China Pollution

Unchecked industry reduces land of a thousand lakes to a struggling few

(July 20, 2012) Lakes in large number, once a plentiful distinction for the province of Hubei, are vanishing after years of “growth” without rule of law.

By Lisa Peryman for Probe International

Renowned as a water-rich region and long crowned the “land of a thousand lakes,” provincial lakes in central China’s Hubei province are now in danger of drying up from overuse and pollution. As Hubei officials scramble to address the region’s lake shrinkage with new regulations, experts warn that without enforcement, lakes will lose out.

China’s Caixin Online reports that the past 100 years have seen a reduction of almost 90 percent in Hubei’s lake coverage due to human activities such as reclaiming lakes for farmland, and pollution from mining diversion and agricultural runoff. Rapid industrial expansion by polluting and water-intensive factories in the last half-century has accelerated the problem alarmingly.

In the early 1900s, the heyday of the one-thousand lake province, provincial lakes claimed 26,000 square kilometres of Hubei’s total surface area. This area has since been reduced to 3,025 square kilometres of water.

Although, Hubei officials have been trying to curb the issue of lake loss since 1996, when they introduced China’s first water-usage regulations, that effort faltered because of a desire for growth without liability.

“Hubei was once a province with plentiful water resources and nationally it used to rank number one among fish-producing provinces in total aquaculture production,” said Wang Shuyi, dean of the Wuhan University Institute of Environmental Law. “But this advantage has been lost.”

Hubei lies in the middle of the Yangtze River Valley, just downstream of the colossal Three Gorges Dam.

Now water quality in the area has deteriorated precipitously. Water was deemed fit for human consumption in only one of 26 lakes recently surveyed by the Hubei Province Water Environment Monitoring Center.

In the hopes of counteracting this destructive trend, the provincial People’s Congress passed the Hubei Province Lake Protection Ordinance, the most far-reaching regulation on water pollution to date, reports Caixin. Coming into effect this October, the regulation includes new provisions on enforcement and penalties.

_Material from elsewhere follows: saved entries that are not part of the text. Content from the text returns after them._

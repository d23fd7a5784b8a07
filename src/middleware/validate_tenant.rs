use axum::{extract::Request, middleware::Next, response::Response};

use crate::error::ApiError;
use crate::services::ServiceError;
use crate::types::TenantScope;

use super::validate_user::ValidatedUser;

/// Middleware that resolves which program studi the caller works in.
/// A prodi user is bound to its own program studi, an admin sees all.
pub async fn validate_tenant_middleware(mut request: Request, next: Next) -> Result<Response, ApiError> {
    let user = request
        .extensions()
        .get::<ValidatedUser>()
        .cloned()
        .ok_or_else(ApiError::unauthorized)?;

    let scope = TenantScope::resolve(&user.roles, user.program_studi_id).ok_or_else(|| {
        tracing::warn!("No program studi scope for {}", user.email);
        ApiError::from(ServiceError::NoProgramStudi)
    })?;

    tracing::debug!("Tenant scope for {}: {:?}", user.email, scope);
    request.extensions_mut().insert(scope);

    Ok(next.run(request).await)
}
pub mod accounts;
pub mod audit;
pub mod authority;
pub mod commands;
pub mod config;
pub mod credentials;
pub mod error;
pub mod sessions;
pub mod tokens;

pub use audit::{AuditFilter, AuditLog};
pub use authority::RoleAuthority;
pub use commands::{ADMIN_COMMAND_ROLES, CommandContext, CommandDispatcher};
pub use config::Config;
pub use credentials::CredentialStore;
pub use error::AuthError;
pub use sessions::SessionRegistry;
pub use tokens::{TokenError, TokenService};
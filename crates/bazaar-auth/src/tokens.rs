use base64::Engine;
use base64::engine::general_purpose::URL_SAFE_NO_PAD;
use chrono::{Duration, Utc};
use jsonwebtoken::{Algorithm, DecodingKey, EncodingKey, Header, Validation, decode, encode};
use sha2::{Digest, Sha256};
use tracing::warn;
use uuid::Uuid;

use bazaar_db::models::RotateOutcome;
use bazaar_db::{Database, format_ts};
use bazaar_types::api::Claims;

use crate::config::Config;
use crate::error::AuthError;

/// Why access-token validation failed. The HTTP boundary collapses both
/// variants into one generic 401; the distinction exists for logs and
/// tests only.
#[derive(Debug, Clone, Copy, PartialEq, Eq)]
pub enum TokenError {
    Expired,
    Invalid,
}

/// A freshly rotated refresh credential plus the identity it belongs to.
pub struct RotatedSession {
    pub user_id: String,
    pub device_id: String,
    pub refresh_token: String,
}

/// Mints and validates signed access tokens; mints, rotates and revokes
/// refresh tokens. Keys and ttls come from [`Config`] once at startup.
pub struct TokenService {
    encoding: EncodingKey,
    decoding: DecodingKey,
    header: Header,
    validation: Validation,
    access_ttl: Duration,
    refresh_ttl: Duration,
}

impl TokenService {
    pub fn new(config: &Config) -> anyhow::Result<Self> {
        let algorithm: Algorithm = config
            .algorithm
            .parse()
            .map_err(|_| anyhow::anyhow!("Unsupported ALGORITHM: {}", config.algorithm))?;

        let mut validation = Validation::new(algorithm);
        // No leeway: exp elapsed means expired.
        validation.leeway = 0;

        Ok(Self {
            encoding: EncodingKey::from_secret(config.secret_key.as_bytes()),
            decoding: DecodingKey::from_secret(config.secret_key.as_bytes()),
            header: Header::new(algorithm),
            validation,
            access_ttl: config.access_ttl(),
            refresh_ttl: config.refresh_ttl(),
        })
    }

    pub fn mint_access(&self, subject: &str) -> Result<String, AuthError> {
        self.mint_access_with_ttl(subject, self.access_ttl)
    }

    pub fn mint_access_with_ttl(&self, subject: &str, ttl: Duration) -> Result<String, AuthError> {
        let claims = Claims {
            sub: subject.to_string(),
            exp: (Utc::now() + ttl).timestamp() as usize,
        };
        encode(&self.header, &claims, &self.encoding)
            .map_err(|e| AuthError::Internal(anyhow::anyhow!("Token encoding failed: {}", e)))
    }

    /// Check signature and expiry, returning the subject. Stateless: no
    /// storage read happens here.
    pub fn validate_access(&self, token: &str) -> Result<String, TokenError> {
        match decode::<Claims>(token, &self.decoding, &self.validation) {
            Ok(data) => Ok(data.claims.sub),
            Err(e) => match e.kind() {
                jsonwebtoken::errors::ErrorKind::ExpiredSignature => Err(TokenError::Expired),
                _ => Err(TokenError::Invalid),
            },
        }
    }

    /// Issue a refresh token bound to a device. The caller gets the raw
    /// secret; storage keeps only its SHA-256 digest.
    pub fn mint_refresh(
        &self,
        db: &Database,
        user_id: &str,
        device_id: &str,
    ) -> Result<String, AuthError> {
        let raw = new_refresh_secret();
        let expires_at = format_ts(Utc::now() + self.refresh_ttl);
        db.insert_refresh_token(
            &Uuid::new_v4().to_string(),
            user_id,
            device_id,
            &digest(&raw),
            &expires_at,
        )
        .map_err(AuthError::Internal)?;
        Ok(raw)
    }

    /// Atomically retire `raw` and issue a replacement bound to the same
    /// device. Presenting an already-retired token is treated as theft:
    /// every session of that user is revoked before the call fails.
    pub fn rotate_refresh(&self, db: &Database, raw: &str) -> Result<RotatedSession, AuthError> {
        let new_raw = new_refresh_secret();
        let now = Utc::now();

        let outcome = db
            .rotate_refresh_token(
                &digest(raw),
                &Uuid::new_v4().to_string(),
                &digest(&new_raw),
                &format_ts(now + self.refresh_ttl),
                &format_ts(now),
            )
            .map_err(AuthError::Internal)?;

        match outcome {
            RotateOutcome::Rotated { user_id, device_id } => Ok(RotatedSession {
                user_id,
                device_id,
                refresh_token: new_raw,
            }),
            RotateOutcome::Reused { user_id } => {
                warn!(
                    "Refresh token reuse detected for user {}; all sessions revoked",
                    user_id
                );
                Err(AuthError::Unauthorized)
            }
            RotateOutcome::NotFound | RotateOutcome::Expired => Err(AuthError::Unauthorized),
        }
    }

    /// Logout path: retire the presented token. Idempotent; a token that
    /// is already dead stays dead.
    pub fn revoke_refresh(&self, db: &Database, raw: &str) -> Result<(), AuthError> {
        db.revoke_refresh_token_by_hash(&digest(raw))
            .map_err(AuthError::Internal)?;
        Ok(())
    }
}

fn new_refresh_secret() -> String {
    let bytes: [u8; 32] = rand::random();
    URL_SAFE_NO_PAD.encode(bytes)
}

fn digest(raw: &str) -> String {
    hex::encode(Sha256::digest(raw.as_bytes()))
}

But despite moves that involve tying water quality to job security for local government leaders, better tracking and oversight to enhance protection of Hubei’s fish stocks and wetlands, as well as stiffer penalties for actually emptying a lake, Hubei’s lakes remain in danger.

Speaking to Caixin Online, Lu Xinhai, a professor at the Huazhong University of Science and Technology Institute of Public Administration says legislation is only the first step toward solving the problem. “Enforcement is key,” he says.

Hubei’s “legacy of environmental rule-bending and breaking” bodes ill for the new legislation.

Billions of yuan and more than 20 policies and regulations did little to save the lakes of Wuhan, the capital of Hubei, from slowly vanishing. Wuhan’s government has never enforced its water regulations at the expense of local business, said Lu.

Some experts, like Masahisa Nakamura, chairman of the International Lake Environment Committee, hold out hope for the new policy if the public is allowed to participate. World experience has proven that environmental law flourishes when public participation reinforces legal norms.

Lake loss is not confined to Hubei. As of 2009, China had lost more than 1,000 lakes in the last 50 years. Algae outbreaks due to water quality deterioration affected more than 80 percent of lakes along the lower reaches of the Yangtze River. On average, it is estimated 20 lakes disappear in China every year.

One expert attending a conference on lake rehabilitation in 2009, when the above data was revealed, said human activities were responsible for the disappearing act: reclaiming lakes for farmland, over-drilling of water, and the reckless diversion of river routes, said Yu Hui, a professor from the Chinese Research Academy of Environmental Sciences.

Yu said spending money on programs to turn back the tide of loss did not address the issue of how to stop factories from discharging pollutants into lake water. Without penalties and enforcement, lake health will continue to suffer.